(Dataset entries)
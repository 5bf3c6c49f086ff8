// https://docs.oracle.com/javase/specs/jvms/se21/html/jvms-4.html#jvms-4.4.7
//
// Modified UTF-8 differs from standard UTF-8 in two ways: the null character is encoded with two
// bytes (0xC0 0x80), and supplementary characters are encoded as surrogate pairs, each surrogate
// taking three bytes.

/// Decodes modified UTF-8, returning `None` for byte sequences that are not well formed.
///
/// Unpaired surrogates have no `char` representation and are replaced with U+FFFD.
pub(crate) fn decode(bytes: &[u8]) -> Option<String> {
    let mut s = String::with_capacity(bytes.len());
    let mut i = 0;

    while i < bytes.len() {
        let x = bytes[i];
        if x & 0x80 == 0 {
            s.push(x as char);
            i += 1;
        } else if x & 0xE0 == 0xC0 {
            let y = continuation(bytes, i + 1)?;
            s.push(char::from_u32(((x as u32 & 0x1F) << 6) | y)?);
            i += 2;
        } else if x & 0xF0 == 0xE0 {
            let unit = three_byte_unit(bytes, i)?;
            i += 3;

            if (0xD800..=0xDBFF).contains(&unit) {
                match three_byte_unit(bytes, i) {
                    Some(low) if (0xDC00..=0xDFFF).contains(&low) => {
                        let c = 0x10000 + ((unit - 0xD800) << 10) + (low - 0xDC00);
                        s.push(char::from_u32(c)?);
                        i += 3;
                    }
                    _ => s.push(char::REPLACEMENT_CHARACTER),
                }
            } else {
                s.push(char::from_u32(unit).unwrap_or(char::REPLACEMENT_CHARACTER));
            }
        } else {
            return None;
        }
    }

    Some(s)
}

fn continuation(bytes: &[u8], i: usize) -> Option<u32> {
    match bytes.get(i) {
        Some(b) if b & 0xC0 == 0x80 => Some(*b as u32 & 0x3F),
        _ => None,
    }
}

fn three_byte_unit(bytes: &[u8], i: usize) -> Option<u32> {
    let x = *bytes.get(i)?;
    if x & 0xF0 != 0xE0 {
        return None;
    }
    let y = continuation(bytes, i + 1)?;
    let z = continuation(bytes, i + 2)?;

    Some(((x as u32 & 0x0F) << 12) | (y << 6) | z)
}

#[cfg(test)]
mod tests {
    use super::decode;

    #[test]
    fn test_ascii() {
        assert_eq!(Some("java/lang/Object".to_owned()), decode(b"java/lang/Object"));
    }

    #[test]
    fn test_empty() {
        assert_eq!(Some(String::new()), decode(&[]));
    }

    #[test]
    fn test_two_byte_null() {
        assert_eq!(Some("a\0b".to_owned()), decode(&[b'a', 0xC0, 0x80, b'b']));
    }

    #[test]
    fn test_two_and_three_byte_characters() {
        // U+00E9 and U+20AC
        assert_eq!(
            Some("\u{e9}\u{20ac}".to_owned()),
            decode(&[0xC3, 0xA9, 0xE2, 0x82, 0xAC])
        );
    }

    #[test]
    fn test_surrogate_pair() {
        // U+1F600 as the surrogate pair D83D DE00
        assert_eq!(
            Some("\u{1f600}".to_owned()),
            decode(&[0xED, 0xA0, 0xBD, 0xED, 0xB8, 0x80])
        );
    }

    #[test]
    fn test_unpaired_surrogate() {
        assert_eq!(
            Some("\u{fffd}x".to_owned()),
            decode(&[0xED, 0xA0, 0xBD, b'x'])
        );
    }

    #[test]
    fn test_truncated_sequence() {
        assert_eq!(None, decode(&[b'a', 0xE2, 0x82]));
    }

    #[test]
    fn test_invalid_lead_byte() {
        assert_eq!(None, decode(&[0xF0, 0x9F, 0x98, 0x80]));
    }
}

> TASK STATEMENT
Say how many lines in the data include the string "contains", giving the number alone.

> OUTPUT
2